小さな農園で露地野菜を栽培して3年ほどです。旬の野菜を多品目で育てています。
いずれは有機栽培で育てたいという希望を持っていますが、思った以上に化学肥料や農薬を使わないで栽培するのは大変です。
そのため、現在は農薬の助けを借りながら栽培しています。
できるだけ作物に農薬は使いたくないので、農薬の効力を把握して、最低限の農薬で対処したいと考えています。
しかし、農薬の効力を把握するには長年の経験が必要になるので、私の知識や経験ではまだまだ肌感で効果を測定することはできません。
そこで、先輩農家さんに聞いてみたところ「雨量計が目安にはなるよね。

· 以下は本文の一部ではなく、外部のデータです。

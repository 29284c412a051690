//! Minimal JWT payload inspection.
//!
//! The client never verifies token signatures (that is the backend's
//! job); it only needs the `exp` claim to know when the session dies.
//! The payload is the second dot-separated segment, base64url-encoded
//! JSON.

use base64::engine::general_purpose::URL_SAFE_NO_PAD;
use base64::Engine;
use chrono::{DateTime, Utc};
use serde::Deserialize;
use thiserror::Error;

#[derive(Error, Debug)]
pub enum TokenError {
    #[error("Token is not a three-part JWT")]
    Malformed,

    #[error("Token payload is not valid base64: {0}")]
    Encoding(#[from] base64::DecodeError),

    #[error("Token payload is not valid claims JSON: {0}")]
    Claims(#[from] serde_json::Error),

    #[error("Token expiry timestamp is out of range")]
    InvalidExpiry,
}

#[derive(Debug, Deserialize)]
struct Claims {
    exp: i64,
}

/// Decode the expiration instant from a JWT's `exp` claim (unix seconds).
pub fn expires_at(token: &str) -> Result<DateTime<Utc>, TokenError> {
    let mut segments = token.split('.');
    let payload = match (segments.next(), segments.next(), segments.next()) {
        (Some(_), Some(payload), Some(_)) if segments.next().is_none() => payload,
        _ => return Err(TokenError::Malformed),
    };

    let bytes = URL_SAFE_NO_PAD.decode(payload)?;
    let claims: Claims = serde_json::from_slice(&bytes)?;
    DateTime::from_timestamp(claims.exp, 0).ok_or(TokenError::InvalidExpiry)
}

/// True iff the token's expiry instant is in the past.
pub fn is_expired(token: &str) -> Result<bool, TokenError> {
    Ok(expires_at(token)? <= Utc::now())
}

/// Build an unsigned JWT with the given `exp` claim, for tests that need
/// a decodable token without a real backend.
#[cfg(test)]
pub(crate) fn token_expiring_at(exp: DateTime<Utc>) -> String {
    let header = URL_SAFE_NO_PAD.encode(br#"{"alg":"HS256","typ":"JWT"}"#);
    let payload = URL_SAFE_NO_PAD.encode(
        serde_json::json!({ "email": "ada@example.com", "exp": exp.timestamp() }).to_string(),
    );
    format!("{}.{}.sig", header, payload)
}

#[cfg(test)]
mod tests {
    use super::*;
    use chrono::Duration;

    #[test]
    fn test_expires_at_reads_exp_claim() {
        let exp = Utc::now() + Duration::hours(1);
        let token = token_expiring_at(exp);
        let decoded = expires_at(&token).unwrap();
        // exp claim has second granularity
        assert_eq!(decoded.timestamp(), exp.timestamp());
    }

    #[test]
    fn test_is_expired() {
        let live = token_expiring_at(Utc::now() + Duration::hours(1));
        assert!(!is_expired(&live).unwrap());

        let stale = token_expiring_at(Utc::now() - Duration::seconds(5));
        assert!(is_expired(&stale).unwrap());
    }

    #[test]
    fn test_malformed_token_is_rejected() {
        assert!(matches!(expires_at("no-dots-here"), Err(TokenError::Malformed)));
        assert!(matches!(expires_at("a.b"), Err(TokenError::Malformed)));
        assert!(matches!(expires_at("a.b.c.d"), Err(TokenError::Malformed)));
    }

    #[test]
    fn test_bad_payload_is_rejected() {
        // Not base64
        assert!(matches!(expires_at("a.!!!.c"), Err(TokenError::Encoding(_))));

        // Base64 but not claims JSON
        let payload = URL_SAFE_NO_PAD.encode(b"not json");
        let token = format!("a.{}.c", payload);
        assert!(matches!(expires_at(&token), Err(TokenError::Claims(_))));

        // Claims JSON without exp
        let payload = URL_SAFE_NO_PAD.encode(br#"{"email":"x@y.z"}"#);
        let token = format!("a.{}.c", payload);
        assert!(matches!(expires_at(&token), Err(TokenError::Claims(_))));
    }
}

だけどあくまで目安」という助言をいただきましたが、詳細については教えてもらえませんでした。
確かに数字やデータとして効果を測定できれば、経験の浅い私でも、農薬の効力は把握できそうです。
そこで、どういった方法でデータをとればいいのか教えてください。
(埼玉県・日野さん/仮名・30代)
松淵定之
農薬工業会 安全広報部
農薬の散布前後で病害虫の発生状況を記録しておくと、次回にその病害虫を防除する時の参考になります。
使用した農薬がどの程度効果があったのかを調べる方法として、殺虫剤や殺菌剤の場合では、発生予察に用いられる病害虫の発生状況を、農薬散布の前後(後の調査時期は病害虫によって異なります)に調べる方法があります。
主な作物の病害虫についての発生状況、発病状況の調査方法は、日本植物防疫協会のホームページに掲載されています。
方法論をしっかり学習することが必要ではありますが、この方法は専門性が高いので労力的には大変です。
生産現場で実施するうえで、もっと簡単にできる方法としては、農薬の使用履歴を記帳する際に、散布前の病害虫の発生状況(小発生、中発生、多発生、甚発生、など)と、散布をした後の状況(良く効いた、ある程度効いた、あまり効かなかった、など)を一緒に記録する方法があります。
記録を続けていけば、どの農薬がどの程度効いたかを振り返ることができますので、次回にその病害虫を防除するときの参考とすることができると思います。
記帳については、農薬工業会のホームページに記帳の解説リーフレットがありますので参考になさってください。